=== REQUIRED WORK ===
The result should be every line in the data below that carries the string "TestClaims".

[Collected data]
'''

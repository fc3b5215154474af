//! Logging configuration and setup
//!
//! This module provides logging initialization and structured logging
//! utilities for the Nuqta application.

use tracing::{error, info, warn};
use tracing_appender::non_blocking::WorkerGuard;
use tracing_subscriber::{layer::SubscriberExt, util::SubscriberInitExt};

use crate::config::LoggingConfig;
use crate::utils::errors::Result;

/// Initialize logging based on configuration.
///
/// The returned guard must stay alive for the lifetime of the process,
/// otherwise buffered file output is lost.
pub fn init_logging(config: &LoggingConfig) -> Result<WorkerGuard> {
    let file_appender = tracing_appender::rolling::daily(&config.file_path, "nuqta.log");
    let (non_blocking, guard) = tracing_appender::non_blocking(file_appender);

    tracing_subscriber::registry()
        .with(tracing_subscriber::EnvFilter::new(&config.level))
        .with(tracing_subscriber::fmt::layer().with_writer(std::io::stdout))
        .with(tracing_subscriber::fmt::layer().with_writer(non_blocking))
        .init();

    info!("Logging initialized with level: {}", config.level);
    Ok(guard)
}

/// Log booking lifecycle transitions with structured data
pub fn log_booking_transition(booking_id: i64, from: &str, to: &str, actor_id: Option<i64>) {
    info!(
        booking_id = booking_id,
        from = from,
        to = to,
        actor_id = actor_id,
        "Booking transition"
    );
}

/// Log vendor dashboard actions
pub fn log_vendor_action(vendor_id: i64, action: &str, details: Option<&str>) {
    info!(
        vendor_id = vendor_id,
        action = action,
        details = details,
        "Vendor action performed"
    );
}

/// Log discount redemption attempts
pub fn log_discount_attempt(vendor_id: i64, code: &str, accepted: bool, reason: Option<&str>) {
    if accepted {
        info!(vendor_id = vendor_id, code = code, "Discount code accepted");
    } else {
        info!(
            vendor_id = vendor_id,
            code = code,
            reason = reason,
            "Discount code rejected"
        );
    }
}

/// Log email dispatch failures (always swallowed, never surfaced)
pub fn log_email_failure(to: &str, subject: &str, error: &str) {
    warn!(
        to = to,
        subject = subject,
        error = error,
        "Email dispatch failed"
    );
}

/// Log API errors with context
pub fn log_api_error(api: &str, error: &str, context: Option<&str>) {
    error!(
        api = api,
        error = error,
        context = context,
        "API error occurred"
    );
}
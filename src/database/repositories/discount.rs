//! Discount repository implementation

use chrono::Utc;
use sqlx::PgPool;

use crate::models::discount::{
    BulkDiscount, CreateBulkDiscountRequest, CreateDiscountCodeRequest, DiscountCode,
};
use crate::utils::errors::NuqtaError;

const CODE_COLUMNS: &str = "id, vendor_id, event_id, code, discount_type, discount_value, \
     min_purchase_amount, max_uses, used_count, expiry_date, is_active, created_at";

const BULK_COLUMNS: &str = "id, event_id, min_quantity, discount_type, discount_value, created_at";

#[derive(Debug, Clone)]
pub struct DiscountRepository {
    pool: PgPool,
}

impl DiscountRepository {
    pub fn new(pool: PgPool) -> Self {
        Self { pool }
    }

    /// Create a discount code; codes are stored trimmed and compared
    /// case-insensitively per vendor
    pub async fn create(&self, request: CreateDiscountCodeRequest) -> Result<DiscountCode, NuqtaError> {
        let code = sqlx::query_as::<_, DiscountCode>(&format!(
            r#"
            INSERT INTO discount_codes (vendor_id, event_id, code, discount_type, discount_value,
                                        min_purchase_amount, max_uses, used_count, expiry_date,
                                        is_active, created_at)
            VALUES ($1, $2, $3, $4, $5, $6, $7, 0, $8, true, $9)
            RETURNING {CODE_COLUMNS}
            "#
        ))
        .bind(request.vendor_id)
        .bind(request.event_id)
        .bind(request.code.trim())
        .bind(request.discount_type.as_str())
        .bind(request.discount_value)
        .bind(request.min_purchase_amount)
        .bind(request.max_uses)
        .bind(request.expiry_date)
        .bind(Utc::now())
        .fetch_one(&self.pool)
        .await?;

        Ok(code)
    }

    /// Look up a vendor's code, trimmed and case-insensitive
    pub async fn find_by_code(
        &self,
        vendor_id: i64,
        code: &str,
    ) -> Result<Option<DiscountCode>, NuqtaError> {
        let code = sqlx::query_as::<_, DiscountCode>(&format!(
            "SELECT {CODE_COLUMNS} FROM discount_codes WHERE vendor_id = $1 AND lower(code) = lower($2)"
        ))
        .bind(vendor_id)
        .bind(code.trim())
        .fetch_optional(&self.pool)
        .await?;

        Ok(code)
    }

    /// List a vendor's codes, newest first
    pub async fn list_by_vendor(&self, vendor_id: i64) -> Result<Vec<DiscountCode>, NuqtaError> {
        let codes = sqlx::query_as::<_, DiscountCode>(&format!(
            "SELECT {CODE_COLUMNS} FROM discount_codes WHERE vendor_id = $1 ORDER BY created_at DESC"
        ))
        .bind(vendor_id)
        .fetch_all(&self.pool)
        .await?;

        Ok(codes)
    }

    /// Activate or deactivate a code, scoped to the owning vendor
    pub async fn set_active(
        &self,
        id: i64,
        vendor_id: i64,
        is_active: bool,
    ) -> Result<Option<DiscountCode>, NuqtaError> {
        let code = sqlx::query_as::<_, DiscountCode>(&format!(
            r#"
            UPDATE discount_codes
            SET is_active = $3
            WHERE id = $1 AND vendor_id = $2
            RETURNING {CODE_COLUMNS}
            "#
        ))
        .bind(id)
        .bind(vendor_id)
        .bind(is_active)
        .fetch_optional(&self.pool)
        .await?;

        Ok(code)
    }

    /// Create a bulk discount tier for an event
    pub async fn create_bulk(
        &self,
        request: CreateBulkDiscountRequest,
    ) -> Result<BulkDiscount, NuqtaError> {
        let tier = sqlx::query_as::<_, BulkDiscount>(&format!(
            r#"
            INSERT INTO bulk_discounts (event_id, min_quantity, discount_type, discount_value, created_at)
            VALUES ($1, $2, $3, $4, $5)
            RETURNING {BULK_COLUMNS}
            "#
        ))
        .bind(request.event_id)
        .bind(request.min_quantity)
        .bind(request.discount_type.as_str())
        .bind(request.discount_value)
        .bind(Utc::now())
        .fetch_one(&self.pool)
        .await?;

        Ok(tier)
    }

    /// Bulk tiers for an event, ascending by minimum quantity
    pub async fn list_bulk(&self, event_id: i64) -> Result<Vec<BulkDiscount>, NuqtaError> {
        let tiers = sqlx::query_as::<_, BulkDiscount>(&format!(
            "SELECT {BULK_COLUMNS} FROM bulk_discounts WHERE event_id = $1 ORDER BY min_quantity ASC"
        ))
        .bind(event_id)
        .fetch_all(&self.pool)
        .await?;

        Ok(tiers)
    }

    /// The applicable tier: highest min_quantity not exceeding the
    /// requested quantity
    pub async fn applicable_tier(
        &self,
        event_id: i64,
        quantity: i32,
    ) -> Result<Option<BulkDiscount>, NuqtaError> {
        let tier = sqlx::query_as::<_, BulkDiscount>(&format!(
            r#"
            SELECT {BULK_COLUMNS} FROM bulk_discounts
            WHERE event_id = $1 AND min_quantity <= $2
            ORDER BY min_quantity DESC
            LIMIT 1
            "#
        ))
        .bind(event_id)
        .bind(quantity)
        .fetch_optional(&self.pool)
        .await?;

        Ok(tier)
    }

    /// Delete a bulk tier, scoped to its event
    pub async fn delete_bulk(&self, id: i64, event_id: i64) -> Result<bool, NuqtaError> {
        let deleted = sqlx::query("DELETE FROM bulk_discounts WHERE id = $1 AND event_id = $2")
            .bind(id)
            .bind(event_id)
            .execute(&self.pool)
            .await?;

        Ok(deleted.rows_affected() > 0)
    }
}
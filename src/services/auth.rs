//! Authentication service implementation
//!
//! The auth provider remains an external collaborator: this service only
//! decodes its access token and resolves the caller's profile. The profile
//! row is the single authoritative source for the role; the role hint
//! embedded in token metadata is treated as a cache and never trusted on
//! its own.

use jsonwebtoken::{Algorithm, DecodingKey, Validation};
use serde::Deserialize;
use tracing::{debug, warn};
use uuid::Uuid;

use crate::config::settings::Settings;
use crate::database::repositories::ProfileRepository;
use crate::models::profile::{Profile, UserRole};
use crate::utils::errors::{NuqtaError, Result};

/// Claims carried by the auth provider's access token
#[derive(Debug, Clone, Deserialize)]
pub struct AccessClaims {
    pub sub: String,
    pub email: Option<String>,
    #[serde(default)]
    pub user_metadata: Option<MetadataClaims>,
    pub exp: usize,
}

/// Custom metadata the auth provider mirrors into the token
#[derive(Debug, Clone, Default, Deserialize)]
pub struct MetadataClaims {
    pub role: Option<String>,
}

/// Resolved identity of the current caller
#[derive(Debug, Clone)]
pub struct AuthContext {
    pub profile_id: i64,
    pub auth_id: Uuid,
    pub email: String,
    pub role: UserRole,
    pub language: String,
}

/// Authentication service for resolving callers from access tokens
#[derive(Debug, Clone)]
pub struct AuthService {
    profiles: ProfileRepository,
    settings: Settings,
}

impl AuthService {
    /// Create a new AuthService instance
    pub fn new(profiles: ProfileRepository, settings: Settings) -> Self {
        Self { profiles, settings }
    }

    /// Decode and verify an access token
    pub fn decode_token(&self, token: &str) -> Result<AccessClaims> {
        let mut validation = Validation::new(Algorithm::HS256);
        validation.validate_aud = false;

        let data = jsonwebtoken::decode::<AccessClaims>(
            token,
            &DecodingKey::from_secret(self.settings.auth.jwt_secret.as_bytes()),
            &validation,
        )?;

        Ok(data.claims)
    }

    /// Resolve the full auth context for a token
    pub async fn context_from_token(&self, token: &str) -> Result<AuthContext> {
        let claims = self.decode_token(token)?;

        let auth_id = Uuid::parse_str(&claims.sub)
            .map_err(|_| NuqtaError::Unauthorized("Malformed token subject".to_string()))?;

        let profile = self
            .profiles
            .find_by_auth_id(auth_id)
            .await?
            .ok_or_else(|| NuqtaError::Unauthorized("No profile for this account".to_string()))?;

        Ok(self.context_from_profile(&profile, claims.user_metadata))
    }

    /// Build the context from a loaded profile, checking the token's role
    /// hint against the authoritative profile role.
    fn context_from_profile(
        &self,
        profile: &Profile,
        metadata: Option<MetadataClaims>,
    ) -> AuthContext {
        let role = UserRole::parse(&profile.role).unwrap_or(UserRole::User);

        if let Some(hint) = metadata.and_then(|m| m.role) {
            if hint != profile.role {
                warn!(
                    profile_id = profile.id,
                    token_role = %hint,
                    profile_role = %profile.role,
                    "Token role hint disagrees with profile role, using profile"
                );
            }
        }

        debug!(profile_id = profile.id, role = role.as_str(), "Auth context resolved");

        AuthContext {
            profile_id: profile.id,
            auth_id: profile.auth_id,
            email: profile.email.clone(),
            role,
            language: profile.language.clone(),
        }
    }

    /// Require at least the given role
    pub fn require_role(&self, context: &AuthContext, role: UserRole) -> Result<()> {
        let allowed = match role {
            UserRole::User => true,
            UserRole::Vendor => matches!(context.role, UserRole::Vendor | UserRole::Admin),
            UserRole::Admin => matches!(context.role, UserRole::Admin),
        };

        if allowed {
            Ok(())
        } else {
            Err(NuqtaError::Forbidden(format!(
                "Requires {} role",
                role.as_str()
            )))
        }
    }
}

#[cfg(test)]
mod tests {
    use super::*;
    use chrono::Utc;
    use jsonwebtoken::{encode, EncodingKey, Header};
    use serde::Serialize;
    use sqlx::postgres::PgPoolOptions;

    #[derive(Serialize)]
    struct TestClaims {
        sub: String,
        email: String,
        exp: usize,
    }

    fn test_service(secret: &str) -> AuthService {
        let mut settings = Settings::default();
        settings.auth.jwt_secret = secret.to_string();
        // Lazy pool: never connects in these tests
        let pool = PgPoolOptions::new().connect_lazy("postgresql://localhost/nuqta_test");
        AuthService::new(ProfileRepository::new(pool.expect("lazy pool")), settings)
    }

    fn make_token(secret: &str, sub: &str) -> String {
        let claims = TestClaims {
            sub: sub.to_string(),
            email: "user@example.com".to_string(),
            exp: (Utc::now().timestamp() + 3600) as usize,
        };
        encode(
            &Header::default(),
            &claims,
            &EncodingKey::from_secret(secret.as_bytes()),
        )
        .expect("encode test token")
    }

    #[tokio::test]
    async fn test_decode_round_trip() {
        let service = test_service("top-secret");
        let sub = Uuid::new_v4().to_string();
        let token = make_token("top-secret", &sub);

        let claims = service.decode_token(&token).expect("valid token");
        assert_eq!(claims.sub, sub);
        assert_eq!(claims.email.as_deref(), Some("user@example.com"));
    }

    #[tokio::test]
    async fn test_wrong_secret_rejected() {
        let service = test_service("top-secret");
        let token = make_token("other-secret", &Uuid::new_v4().to_string());

        assert!(service.decode_token(&token).is_err());
    }

    #[tokio::test]
    async fn test_role_requirements() {
        let service = test_service("top-secret");
        let context = AuthContext {
            profile_id: 1,
            auth_id: Uuid::new_v4(),
            email: "v@example.com".to_string(),
            role: UserRole::Vendor,
            language: "en".to_string(),
        };

        assert!(service.require_role(&context, UserRole::User).is_ok());
        assert!(service.require_role(&context, UserRole::Vendor).is_ok());
        assert!(service.require_role(&context, UserRole::Admin).is_err());
    }
}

'''

=== ANSWER AREA ===
    struct TestClaims {
        let claims = TestClaims {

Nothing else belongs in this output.